What to do
Begin at the line below that contains "- **Configuration** - YAML-backed". Repeat it and all remaining lines of the records exactly.

Record excerpts
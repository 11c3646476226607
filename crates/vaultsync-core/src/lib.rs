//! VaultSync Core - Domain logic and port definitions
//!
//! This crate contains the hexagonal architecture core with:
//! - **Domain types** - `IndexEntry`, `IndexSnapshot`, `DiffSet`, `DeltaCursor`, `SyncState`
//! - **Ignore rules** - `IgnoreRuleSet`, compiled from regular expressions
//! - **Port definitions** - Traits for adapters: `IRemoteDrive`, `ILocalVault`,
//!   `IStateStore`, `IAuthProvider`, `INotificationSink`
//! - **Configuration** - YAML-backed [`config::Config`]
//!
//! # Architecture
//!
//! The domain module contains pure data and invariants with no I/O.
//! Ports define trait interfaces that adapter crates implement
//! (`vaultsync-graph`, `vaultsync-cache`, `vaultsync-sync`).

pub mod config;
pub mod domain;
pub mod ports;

Solution for this task
//! - **Configuration** - YAML-backed [`config::Config`]
//!
//! # Architecture
//!
//! The domain module contains pure data and invariants with no I/O.
//! Ports define trait interfaces that adapter crates implement
//! (`vaultsync-graph`, `vaultsync-cache`, `vaultsync-sync`).

pub mod config;
pub mod domain;
pub mod ports;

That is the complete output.